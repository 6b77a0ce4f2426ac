//! In-memory hopeful store: an arena indexed by sequential id plus a
//! registrant index.

use std::collections::HashMap;

use compete_types::Address;

use crate::error::RegistryError;
use crate::hopeful::{Hopeful, HopefulId, NewHopeful};

/// Append-only store of hopefuls.
///
/// Ids are dense: the entry with id `n` lives at position `n`. Nothing is
/// ever removed, so ids are never reused or skipped.
#[derive(Debug, Default)]
pub struct HopefulRegistry {
    entries: Vec<Hopeful>,
    by_registrant: HashMap<Address, HopefulId>,
}

impl HopefulRegistry {
    pub fn new() -> Self {
        Self::default()
    }

    /// Append a new hopeful and return its id.
    ///
    /// Uniqueness of the registrant is the caller's responsibility.
    pub fn create(&mut self, entry: NewHopeful) -> HopefulId {
        let id = self.entries.len() as HopefulId;
        self.by_registrant.insert(entry.registrant, id);
        self.entries.push(Hopeful::from_new(id, entry));
        id
    }

    pub fn get(&self, id: HopefulId) -> Result<&Hopeful, RegistryError> {
        usize::try_from(id)
            .ok()
            .and_then(|idx| self.entries.get(idx))
            .ok_or(RegistryError::NotFound(id))
    }

    pub fn find_by_registrant(&self, registrant: &Address) -> Option<HopefulId> {
        self.by_registrant.get(registrant).copied()
    }

    /// All hopefuls in insertion (= id) order.
    pub fn list_all(&self) -> &[Hopeful] {
        &self.entries
    }

    pub fn iter(&self) -> impl Iterator<Item = &Hopeful> {
        self.entries.iter()
    }

    /// Replace the stored entry for `id`.
    ///
    /// The replacement must keep the same `id` and `registrant`; only the
    /// status flags are expected to change.
    pub fn set(&mut self, id: HopefulId, updated: Hopeful) -> Result<(), RegistryError> {
        let slot = usize::try_from(id)
            .ok()
            .and_then(|idx| self.entries.get_mut(idx))
            .ok_or(RegistryError::NotFound(id))?;
        if updated.id != id {
            return Err(RegistryError::Mismatch {
                id,
                reason: "id changed",
            });
        }
        if updated.registrant != slot.registrant {
            return Err(RegistryError::Mismatch {
                id,
                reason: "registrant changed",
            });
        }
        *slot = updated;
        Ok(())
    }

    pub fn len(&self) -> usize {
        self.entries.len()
    }

    pub fn is_empty(&self) -> bool {
        self.entries.is_empty()
    }
}
//! Nullable infrastructure for deterministic testing.
//!
//! Inspired by the "A-frame architecture" pattern from RsNano.
//! Every collaborator the engine consumes (clock, certification registry,
//! asset ledger) is a trait. This crate provides test-friendly
//! implementations that:
//! - Return deterministic values
//! - Can be controlled programmatically
//! - Never touch the filesystem or network
//!
//! Usage: swap real implementations for nullables in tests.

pub mod certifier;
pub mod clock;
pub mod ledger;

pub use certifier::NullCertifier;
pub use clock::NullClock;
pub use ledger::NullAssetLedger;
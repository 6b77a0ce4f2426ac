//! Time formatting helpers.

/// Format a duration in seconds to a human-readable string.
pub fn format_duration(secs: u64) -> String {
    if secs < 60 {
        format!("{}s", secs)
    } else if secs < 3600 {
        format!("{}m {}s", secs / 60, secs % 60)
    } else if secs < 86400 {
        format!("{}h {}m", secs / 3600, (secs % 3600) / 60)
    } else {
        format!("{}d {}h", secs / 86400, (secs % 86400) / 3600)
    }
}

#[cfg(test)]
mod tests {
    use super::*;

    #[test]
    fn formats_each_range() {
        assert_eq!(format_duration(42), "42s");
        assert_eq!(format_duration(600), "10m 0s");
        assert_eq!(format_duration(3 * 3600 + 120), "3h 2m");
        assert_eq!(format_duration(15 * 86400), "15d 0h");
    }
}
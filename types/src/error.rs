//! Parse and validation errors for the fundamental types.

use thiserror::Error;

#[derive(Debug, Error, PartialEq, Eq)]
pub enum TypesError {
    #[error("invalid hex: {0}")]
    InvalidHex(String),

    #[error("invalid length: expected {expected} bytes, got {actual}")]
    InvalidLength { expected: usize, actual: usize },
}
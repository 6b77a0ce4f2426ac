//! Address derivation from secp256k1 public keys.

use compete_types::{Address, SecretKey};
use libsecp256k1::PublicKey;

use crate::hash::keccak256;

/// Derive the ledger address of a public key.
///
/// The address is the last 20 bytes of Keccak-256 over the 64-byte
/// uncompressed point (the leading `0x04` tag byte is dropped).
pub fn address_from_public_key(public: &PublicKey) -> Address {
    let uncompressed = public.serialize();
    let hash = keccak256(&uncompressed[1..]);
    let mut bytes = [0u8; 20];
    bytes.copy_from_slice(&hash[12..]);
    Address::new(bytes)
}

/// Derive the address controlled by a secret key, if the key is valid.
pub fn address_from_secret(secret: &SecretKey) -> Option<Address> {
    let sk = libsecp256k1::SecretKey::parse(&secret.0).ok()?;
    Some(address_from_public_key(&PublicKey::from_secret_key(&sk)))
}

#[cfg(test)]
mod tests {
    use super::*;

    #[test]
    fn secret_key_one_has_known_address() {
        let mut raw = [0u8; 32];
        raw[31] = 1;
        let addr = address_from_secret(&SecretKey(raw)).unwrap();
        assert_eq!(
            addr.to_string(),
            "0x7e5f4552091a69125d5dfcb7b8c2659029395bdf"
        );
    }

    #[test]
    fn invalid_secret_yields_none() {
        assert!(address_from_secret(&SecretKey([0u8; 32])).is_none());
    }
}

--------------------

Task brief:
Take each line of the material above that holds the string "only" and copy it.

Solution to the problem:
/// Append-only store of hopefuls.
    /// The replacement must keep the same `id` and `registrant`; only the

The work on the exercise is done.